//! TOML configuration file parsing.
//!
//! Defines the structure of the configuration file with serde.

use std::path::Path;

use serde::Deserialize;

use super::ConfigError;

/// Root configuration structure from TOML file.
///
/// All fields are optional to allow partial configuration
/// that can be merged with CLI arguments.
#[derive(Debug, Default, Deserialize)]
#[serde(deny_unknown_fields)]
pub struct TomlConfig {
    /// Provider name: "github", "gitea", or "azure"
    pub provider: Option<String>,

    /// API base URL
    pub base_url: Option<String>,

    /// Bearer token for the Authorization header
    pub token: Option<String>,

    /// Outbound proxy URL
    pub proxy: Option<String>,

    /// Log every raw HTTP response at debug level
    #[serde(default)]
    pub dump_response: bool,

    /// Webhook verification section
    #[serde(default)]
    pub webhook: WebhookSection,
}

/// Webhook verification section.
#[derive(Debug, Default, Deserialize)]
#[serde(deny_unknown_fields)]
pub struct WebhookSection {
    /// Shared secret for signature verification
    pub secret: Option<String>,
}

impl TomlConfig {
    /// Loads configuration from a TOML file.
    ///
    /// # Errors
    ///
    /// Returns an error if the file cannot be read or parsed.
    pub fn load(path: &Path) -> Result<Self, ConfigError> {
        let content = std::fs::read_to_string(path).map_err(|e| ConfigError::FileRead {
            path: path.to_path_buf(),
            source: e,
        })?;

        Self::parse(&content)
    }

    /// Parses configuration from a TOML string.
    ///
    /// # Errors
    ///
    /// Returns an error if the TOML is invalid.
    pub fn parse(content: &str) -> Result<Self, ConfigError> {
        toml::from_str(content).map_err(ConfigError::from)
    }
}

/// Generates a default configuration file with comments.
#[must_use]
pub fn default_config_template() -> String {
    r#"# SCM Client Configuration File

# Provider (required): "github", "gitea", or "azure"
provider = "github"

# API base URL
# Defaults to https://api.github.com/ for GitHub; required for Gitea and Azure DevOps
# base_url = "https://try.gitea.io"
# base_url = "https://dev.azure.com/my-org"

# Bearer token sent in the Authorization header (can be overridden by --token)
# token = "your-token-here"

# Outbound proxy URL
# proxy = "http://127.0.0.1:8080"

# Log every raw HTTP response at debug level
# Note: enabled if set here OR via --dump-response
# dump_response = false

[webhook]
# Shared secret for webhook signature verification (GitHub, Gitea)
# Leave unset to skip verification
# secret = "your-webhook-secret"
"#
    .to_string()
}
use chrono::{DateTime, Utc};
use serde::{Deserialize, Serialize};

use super::{Repository, User};

/// A provider app (e.g. a GitHub App).
#[derive(Debug, Clone, Default, PartialEq, Eq, Serialize, Deserialize)]
pub struct App {
    pub id: i64,
    pub slug: String,
    pub node_id: String,
    pub owner: Option<User>,
    pub name: String,
    pub description: String,
    pub external_url: String,
    pub html_url: String,
    pub created: Option<DateTime<Utc>>,
    pub updated: Option<DateTime<Utc>>,
    pub permissions: Option<InstallationPermissions>,
    pub events: Vec<String>,
}

/// An installation of an app on a user or organization account.
#[derive(Debug, Clone, Default, PartialEq, Eq, Serialize, Deserialize)]
pub struct Installation {
    pub id: i64,
    pub node_id: String,
    pub app_id: i64,
    pub app_slug: String,
    pub target_id: i64,
    pub account: Option<User>,
    pub access_tokens_url: String,
    pub repositories_url: String,
    pub html_url: String,
    /// `User` or `Organization`.
    pub target_type: String,
    pub single_file_name: String,
    /// `all` or `selected`.
    pub repository_selection: String,
    pub events: Vec<String>,
    pub single_file_paths: Vec<String>,
    pub permissions: Option<InstallationPermissions>,
    pub created: Option<DateTime<Utc>>,
    pub updated: Option<DateTime<Utc>>,
    pub has_multiple_single_files: bool,
    pub suspended_by: Option<User>,
    pub suspended_at: Option<DateTime<Utc>>,
}

impl Installation {
    /// Returns true if the installation is currently suspended.
    #[must_use]
    pub const fn is_suspended(&self) -> bool {
        self.suspended_at.is_some()
    }
}

/// A short-lived installation access token.
#[derive(Debug, Clone, Default, PartialEq, Eq, Serialize, Deserialize)]
pub struct InstallationToken {
    pub token: String,
    pub expires: Option<DateTime<Utc>>,
    pub permissions: Option<InstallationPermissions>,
    pub repositories: Vec<Repository>,
}

/// Restricts the access of a new installation token.
///
/// Serialized as the request body, so empty fields are omitted.
#[derive(Debug, Clone, Default, PartialEq, Eq, Serialize, Deserialize)]
pub struct InstallationTokenOptions {
    /// Repository ids the token may access.
    #[serde(default, skip_serializing_if = "Vec::is_empty")]
    pub repository_ids: Vec<i64>,
    /// Repository names the token may access.
    #[serde(default, skip_serializing_if = "Vec::is_empty")]
    pub repositories: Vec<String>,
    /// Permissions granted to the token.
    #[serde(default, skip_serializing_if = "Option::is_none")]
    pub permissions: Option<InstallationPermissions>,
}

/// Repository and organization permissions of an installation.
///
/// Each value is an access level such as `read` or `write`; `None` means
/// the permission is not granted.
#[derive(Debug, Clone, Default, PartialEq, Eq, Serialize, Deserialize)]
#[serde(default)]
pub struct InstallationPermissions {
    #[serde(skip_serializing_if = "Option::is_none")]
    pub actions: Option<String>,
    #[serde(skip_serializing_if = "Option::is_none")]
    pub administration: Option<String>,
    #[serde(skip_serializing_if = "Option::is_none")]
    pub blocking: Option<String>,
    #[serde(skip_serializing_if = "Option::is_none")]
    pub checks: Option<String>,
    #[serde(skip_serializing_if = "Option::is_none")]
    pub contents: Option<String>,
    #[serde(skip_serializing_if = "Option::is_none")]
    pub content_references: Option<String>,
    #[serde(skip_serializing_if = "Option::is_none")]
    pub deployments: Option<String>,
    #[serde(skip_serializing_if = "Option::is_none")]
    pub emails: Option<String>,
    #[serde(skip_serializing_if = "Option::is_none")]
    pub environments: Option<String>,
    #[serde(skip_serializing_if = "Option::is_none")]
    pub followers: Option<String>,
    #[serde(skip_serializing_if = "Option::is_none")]
    pub issues: Option<String>,
    #[serde(skip_serializing_if = "Option::is_none")]
    pub metadata: Option<String>,
    #[serde(skip_serializing_if = "Option::is_none")]
    pub members: Option<String>,
    #[serde(skip_serializing_if = "Option::is_none")]
    pub organization_administration: Option<String>,
    #[serde(skip_serializing_if = "Option::is_none")]
    pub organization_custom_roles: Option<String>,
    #[serde(skip_serializing_if = "Option::is_none")]
    pub organization_hooks: Option<String>,
    #[serde(skip_serializing_if = "Option::is_none")]
    pub organization_packages: Option<String>,
    #[serde(skip_serializing_if = "Option::is_none")]
    pub organization_plan: Option<String>,
    #[serde(skip_serializing_if = "Option::is_none")]
    pub organization_pre_receive_hooks: Option<String>,
    #[serde(skip_serializing_if = "Option::is_none")]
    pub organization_projects: Option<String>,
    #[serde(skip_serializing_if = "Option::is_none")]
    pub organization_secrets: Option<String>,
    #[serde(skip_serializing_if = "Option::is_none")]
    pub organization_self_hosted_runners: Option<String>,
    #[serde(skip_serializing_if = "Option::is_none")]
    pub organization_user_blocking: Option<String>,
    #[serde(skip_serializing_if = "Option::is_none")]
    pub packages: Option<String>,
    #[serde(skip_serializing_if = "Option::is_none")]
    pub pages: Option<String>,
    #[serde(skip_serializing_if = "Option::is_none")]
    pub pull_requests: Option<String>,
    #[serde(skip_serializing_if = "Option::is_none")]
    pub repository_hooks: Option<String>,
    #[serde(skip_serializing_if = "Option::is_none")]
    pub repository_projects: Option<String>,
    #[serde(skip_serializing_if = "Option::is_none")]
    pub repository_pre_receive_hooks: Option<String>,
    #[serde(skip_serializing_if = "Option::is_none")]
    pub secrets: Option<String>,
    #[serde(skip_serializing_if = "Option::is_none")]
    pub secret_scanning_alerts: Option<String>,
    #[serde(skip_serializing_if = "Option::is_none")]
    pub security_events: Option<String>,
    #[serde(skip_serializing_if = "Option::is_none")]
    pub single_file: Option<String>,
    #[serde(skip_serializing_if = "Option::is_none")]
    pub statuses: Option<String>,
    #[serde(skip_serializing_if = "Option::is_none")]
    pub team_discussions: Option<String>,
    #[serde(skip_serializing_if = "Option::is_none")]
    pub vulnerability_alerts: Option<String>,
    #[serde(skip_serializing_if = "Option::is_none")]
    pub workflows: Option<String>,
}
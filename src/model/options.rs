use serde::{Deserialize, Serialize};

/// Pagination parameters for list operations.
///
/// Zero values are omitted from the query string. When `url` is set it is
/// requested as-is and `page` and `size` are ignored.
#[derive(Debug, Clone, Default, PartialEq, Eq, Serialize, Deserialize)]
pub struct ListOptions {
    /// Next-page URL for providers that paginate by cursor.
    pub url: Option<String>,
    /// 1-based page number.
    pub page: u32,
    /// Page size.
    pub size: u32,
}

impl ListOptions {
    /// Requests a specific page.
    #[must_use]
    pub const fn page(page: u32, size: u32) -> Self {
        Self {
            url: None,
            page,
            size,
        }
    }

    /// Requests the page at `url`, typically a `next` link from a previous
    /// response.
    #[must_use]
    pub fn url(url: impl Into<String>) -> Self {
        Self {
            url: Some(url.into()),
            ..Self::default()
        }
    }
}

/// Repository search terms.
#[derive(Debug, Clone, Default, PartialEq, Eq, Serialize, Deserialize)]
pub struct RepoSearchTerm {
    /// Name, or part of a name, to match.
    pub repo_name: String,
    /// Restricts the search to one user's repositories.
    pub user: String,
}

/// Pagination plus search terms for repository search.
#[derive(Debug, Clone, Default, PartialEq, Eq, Serialize, Deserialize)]
pub struct RepoListOptions {
    pub list: ListOptions,
    pub search: RepoSearchTerm,
}
//! SCM Client: a provider-agnostic client for source control platforms.
//!
//! One [`Client`] exposes the same repository, app and webhook operations for
//! every supported provider, while each driver keeps its wire format private.
//!
//! ```no_run
//! use scm_client::driver::github;
//!
//! # async fn demo() -> Result<(), scm_client::ScmError> {
//! let client = github::new_default()?;
//! let (repo, response) = client.repositories().find(None, "octocat/hello-world").await?;
//! println!("{} ({} requests left)", repo.full_name(), response.rate.remaining);
//! # Ok(())
//! # }
//! ```
//!
//! Inbound webhooks are normalized into one [`model::Webhook`] enum:
//!
//! ```no_run
//! use scm_client::driver::gitea;
//! use scm_client::service::StaticSecret;
//!
//! # fn demo(request: http::Request<Vec<u8>>) -> Result<(), scm_client::ScmError> {
//! let client = gitea::new("https://try.gitea.io")?;
//! let hook = client.webhooks().parse(&request, Some(&StaticSecret::new("s3cr3t")))?;
//! println!("{} from {}", hook.kind(), hook.repository().full_name());
//! # Ok(())
//! # }
//! ```

pub mod client;
pub mod config;
pub mod driver;
pub mod error;
pub mod model;
pub mod service;
pub mod time;
pub mod transport;
pub mod webhook;

pub use client::{Client, ClientBuilder};
pub use error::ScmError;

> _Exercise_: Lines with the word "const" in them are the answer; report each one from the data.

> _Result_:
    pub const fn is_suspended(&self) -> bool {
    pub const fn page(page: u32, size: u32) -> Self {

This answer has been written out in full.